THE TASK: Please return all lines from the records below that include the string "iface".

SOURCE MATERIAL:

//! Resolved declaration graph returned from `finish`.
//!
//! Declarations are stored in encounter order and addressed by [`DeclId`];
//! members live in one arena addressed by [`MemberId`]. An interface's final
//! member list is a list of ids into that arena, so a member folded into
//! several targets (through `includes`) or inherited by several subtypes is
//! stored once.

mod exposure;
mod types;

pub use exposure::ExposureSet;
pub use types::Type;

use crate::ast::ExtAttr;
use crate::{ConstValue, DefaultValue, Loc, Name, SpecialKind};

/// Index of a declaration in [`Definitions::declarations`].
#[derive(Copy, Clone, Eq, PartialEq, Ord, PartialOrd, Hash, Debug)]
#[cfg_attr(feature = "serde", derive(serde::Serialize, serde::Deserialize))]
#[repr(transparent)]
pub struct DeclId(u32);

impl DeclId {
    #[inline]
    pub const fn from_raw(raw: u32) -> Self {
        DeclId(raw)
    }

    #[inline]
    pub const fn raw(self) -> u32 {
        self.0
    }

    #[inline]
    pub const fn index(self) -> usize {
        self.0 as usize
    }
}

/// Index of a member in [`Definitions::members`].
#[derive(Copy, Clone, Eq, PartialEq, Ord, PartialOrd, Hash, Debug)]
#[cfg_attr(feature = "serde", derive(serde::Serialize, serde::Deserialize))]
#[repr(transparent)]
pub struct MemberId(u32);

impl MemberId {
    #[inline]
    pub const fn from_raw(raw: u32) -> Self {
        MemberId(raw)
    }

    #[inline]
    pub const fn raw(self) -> u32 {
        self.0
    }

    #[inline]
    pub const fn index(self) -> usize {
        self.0 as usize
    }
}

/// The validated output of `finish`.
#[derive(Clone, Debug, PartialEq, Eq, Default)]
#[cfg_attr(feature = "serde", derive(serde::Serialize, serde::Deserialize))]
pub struct Definitions {
    /// Top-level declarations in encounter order. Partials are folded into
    /// their base and includes statements are consumed.
    pub declarations: Vec<Declaration>,
    pub members: Vec<Member>,
}

impl Definitions {
    #[inline]
    pub fn declaration(&self, id: DeclId) -> &Declaration {
        &self.declarations[id.index()]
    }

    #[inline]
    pub fn member(&self, id: MemberId) -> &Member {
        &self.members[id.index()]
    }

    pub fn find(&self, name: Name) -> Option<&Declaration> {
        self.declarations.iter().find(|d| d.name() == name)
    }

    pub fn find_interface(&self, name: Name) -> Option<&Interface> {
        match self.find(name) {
            Some(Declaration::Interface(iface)) => Some(iface),
            _ => None,
        }
    }

    pub fn interface(&self, id: DeclId) -> Option<&Interface> {
        match self.declarations.get(id.index()) {
            Some(Declaration::Interface(iface)) => Some(iface),
            _ => None,
        }
    }

    pub fn interfaces(&self) -> impl Iterator<Item = &Interface> + '_ {
        self.declarations.iter().filter_map(|d| match d {
            Declaration::Interface(iface) => Some(iface),
            _ => None,
        })
    }

    /// Members of an interface's final list, in order.
    pub fn members_of<'a>(&'a self, iface: &'a Interface) -> impl Iterator<Item = &'a Member> + 'a {
        iface.members.iter().map(|&id| self.member(id))
    }

    pub fn len(&self) -> usize {
        self.declarations.len()
    }

    pub fn is_empty(&self) -> bool {
        self.declarations.is_empty()
    }
}

#[derive(Clone, Debug, PartialEq, Eq)]
#[cfg_attr(feature = "serde", derive(serde::Serialize, serde::Deserialize))]
pub enum Declaration {
    Interface(Interface),
    Dictionary(Dictionary),
    Namespace(Namespace),
    Enum(Enumeration),
    Typedef(Typedef),
    Callback(Callback),
}

impl Declaration {
    pub fn id(&self) -> DeclId {
        match self {
            Declaration::Interface(d) => d.id,
            Declaration::Dictionary(d) => d.id,
            Declaration::Namespace(d) => d.id,
            Declaration::Enum(d) => d.id,
            Declaration::Typedef(d) => d.id,
            Declaration::Callback(d) => d.id,
        }
    }

    pub fn name(&self) -> Name {
        match self {
            Declaration::Interface(d) => d.name,
            Declaration::Dictionary(d) => d.name,
            Declaration::Namespace(d) => d.name,
            Declaration::Enum(d) => d.name,
            Declaration::Typedef(d) => d.name,
            Declaration::Callback(d) => d.name,
        }
    }

    pub fn loc(&self) -> Loc {
        match self {
            Declaration::Interface(d) => d.loc,
            Declaration::Dictionary(d) => d.loc,
            Declaration::Namespace(d) => d.loc,
            Declaration::Enum(d) => d.loc,
            Declaration::Typedef(d) => d.loc,
            Declaration::Callback(d) => d.loc,
        }
    }
}

#[derive(Copy, Clone, Debug, PartialEq, Eq, Hash)]
#[cfg_attr(feature = "serde", derive(serde::Serialize, serde::Deserialize))]
pub enum InterfaceKind {
    Plain,
    Callback,
    Mixin,
}

#[derive(Clone, Debug, PartialEq, Eq)]
#[cfg_attr(feature = "serde", derive(serde::Serialize, serde::Deserialize))]
pub struct Interface {
    pub id: DeclId,
    pub name: Name,
    pub kind: InterfaceKind,
    pub parent: Option<DeclId>,
    /// Members declared on this interface (after partial merge).
    pub own_members: Vec<MemberId>,
    /// Final member list: own, then consequential, then inherited.
    pub members: Vec<MemberId>,
    /// Consequential interfaces in fold order.
    pub consequential: Vec<DeclId>,
    pub ext_attrs: Vec<ExtAttr>,
    /// Names this interface is a global for; empty unless `[Global]`.
    pub global_names: Vec<Name>,
    pub is_primary_global: bool,
    pub exposure: ExposureSet,
    pub loc: Loc,
}

impl Interface {
    pub fn is_callback(&self) -> bool {
        self.kind == InterfaceKind::Callback
    }

    pub fn is_mixin(&self) -> bool {
        self.kind == InterfaceKind::Mixin
    }

    pub fn is_global(&self) -> bool {
        !self.global_names.is_empty()
    }
}

#[derive(Clone, Debug, PartialEq, Eq)]
#[cfg_attr(feature = "serde", derive(serde::Serialize, serde::Deserialize))]
pub struct Member {
    pub id: MemberId,
    /// Declaration the member was written on (after partial merge).
    pub owner: DeclId,
    pub name: Option<Name>,
    pub kind: MemberKind,
    pub ext_attrs: Vec<ExtAttr>,
    pub exposure: ExposureSet,
    /// Carries `[Unforgeable]` directly or through its interface.
    pub unforgeable: bool,
    pub loc: Loc,
}

impl Member {
    pub fn is_static(&self) -> bool {
        match &self.kind {
            MemberKind::Attribute(attr) => attr.is_static,
            MemberKind::Operation(op) => op.is_static,
            _ => false,
        }
    }

    pub fn is_const(&self) -> bool {
        matches!(self.kind, MemberKind::Const(_))
    }

    pub fn is_attribute(&self) -> bool {
        matches!(self.kind, MemberKind::Attribute(_))
    }

    pub fn is_operation(&self) -> bool {
        matches!(self.kind, MemberKind::Operation(_))
    }

    pub fn as_attribute(&self) -> Option<&Attribute> {
        match &self.kind {
            MemberKind::Attribute(attr) => Some(attr),
            _ => None,
        }
    }

    pub fn as_operation(&self) -> Option<&Operation> {
        match &self.kind {
            MemberKind::Operation(op) => Some(op),
            _ => None,
        }
    }

    pub fn describe(&self) -> &'static str {
        self.kind.describe()
    }
}

#[derive(Clone, Debug, PartialEq, Eq)]
#[cfg_attr(feature = "serde", derive(serde::Serialize, serde::Deserialize))]
pub enum MemberKind {
    Attribute(Attribute),
    Operation(Operation),
    Constructor { args: Vec<Argument> },
    Const(Const),
    Iterable { key: Option<Type>, value: Type },
    Maplike { key: Type, value: Type, readonly: bool },
    Setlike { value: Type, readonly: bool },
    Stringifier,
}

impl MemberKind {
    pub fn describe(&self) -> &'static str {
        match self {
            MemberKind::Attribute(_) => "attribute",
            MemberKind::Operation(_) => "operation",
            MemberKind::Constructor { .. } => "constructor",
            MemberKind::Const(_) => "constant",
            MemberKind::Iterable { .. } => "iterable declaration",
            MemberKind::Maplike { .. } => "maplike declaration",
            MemberKind::Setlike { .. } => "setlike declaration",
            MemberKind::Stringifier => "stringifier",
        }
    }
}

#[derive(Clone, Debug, PartialEq, Eq)]
#[cfg_attr(feature = "serde", derive(serde::Serialize, serde::Deserialize))]
pub struct Attribute {
    pub ty: Type,
    pub readonly: bool,
    pub is_static: bool,
    pub stringifier: bool,
    pub inherit: bool,
    /// Backing slot for ObservableArray attributes, numbered per declaring
    /// interface from 0.
    pub slot: Option<u32>,
}

#[derive(Clone, Debug, PartialEq, Eq)]
#[cfg_attr(feature = "serde", derive(serde::Serialize, serde::Deserialize))]
pub struct Operation {
    pub return_type: Type,
    pub args: Vec<Argument>,
    pub specials: Vec<SpecialKind>,
    pub is_static: bool,
}

impl Operation {
    pub fn is_special(&self) -> bool {
        !self.specials.is_empty()
    }
}

#[derive(Clone, Debug, PartialEq, Eq)]
#[cfg_attr(feature = "serde", derive(serde::Serialize, serde::Deserialize))]
pub struct Const {
    pub ty: Type,
    pub value: ConstValue,
}

#[derive(Clone, Debug, PartialEq, Eq)]
#[cfg_attr(feature = "serde", derive(serde::Serialize, serde::Deserialize))]
pub struct Argument {
    pub name: Name,
    pub ty: Type,
    pub optional: bool,
    pub variadic: bool,
    pub default: Option<DefaultValue>,
    pub ext_attrs: Vec<ExtAttr>,
    pub loc: Loc,
}

#[derive(Clone, Debug, PartialEq, Eq)]
#[cfg_attr(feature = "serde", derive(serde::Serialize, serde::Deserialize))]
pub struct Dictionary {
    pub id: DeclId,
    pub name: Name,
    pub parent: Option<DeclId>,
    pub members: Vec<DictionaryMember>,
    pub ext_attrs: Vec<ExtAttr>,
    pub loc: Loc,
}

#[derive(Clone, Debug, PartialEq, Eq)]
#[cfg_attr(feature = "serde", derive(serde::Serialize, serde::Deserialize))]
pub struct DictionaryMember {
    pub name: Name,
    pub ty: Type,
    pub required: bool,
    pub default: Option<DefaultValue>,
    pub ext_attrs: Vec<ExtAttr>,
    pub loc: Loc,
}

#[derive(Clone, Debug, PartialEq, Eq)]
#[cfg_attr(feature = "serde", derive(serde::Serialize, serde::Deserialize))]
pub struct Namespace {
    pub id: DeclId,
    pub name: Name,
    pub members: Vec<MemberId>,
    pub ext_attrs: Vec<ExtAttr>,
    pub exposure: ExposureSet,
    pub loc: Loc,
}

#[derive(Clone, Debug, PartialEq, Eq)]
#[cfg_attr(feature = "serde", derive(serde::Serialize, serde::Deserialize))]
pub struct Enumeration {
    pub id: DeclId,
    pub name: Name,
    pub values: Vec<Name>,
    pub ext_attrs: Vec<ExtAttr>,
    pub loc: Loc,
}

#[derive(Clone, Debug, PartialEq, Eq)]
#[cfg_attr(feature = "serde", derive(serde::Serialize, serde::Deserialize))]
pub struct Typedef {
    pub id: DeclId,
    pub name: Name,
    pub ty: Type,
    pub ext_attrs: Vec<ExtAttr>,
    pub loc: Loc,
}

#[derive(Clone, Debug, PartialEq, Eq)]
#[cfg_attr(feature = "serde", derive(serde::Serialize, serde::Deserialize))]
pub struct Callback {
    pub id: DeclId,
    pub name: Name,
    pub return_type: Type,
    pub args: Vec<Argument>,
    pub ext_attrs: Vec<ExtAttr>,
    pub loc: Loc,
}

OUTPUT BELOW:
            Some(Declaration::Interface(iface)) => Some(iface),
            Some(Declaration::Interface(iface)) => Some(iface),
            Declaration::Interface(iface) => Some(iface),
    pub fn members_of<'a>(&'a self, iface: &'a Interface) -> impl Iterator<Item = &'a Member> + 'a {
        iface.members.iter().map(|&id| self.member(id))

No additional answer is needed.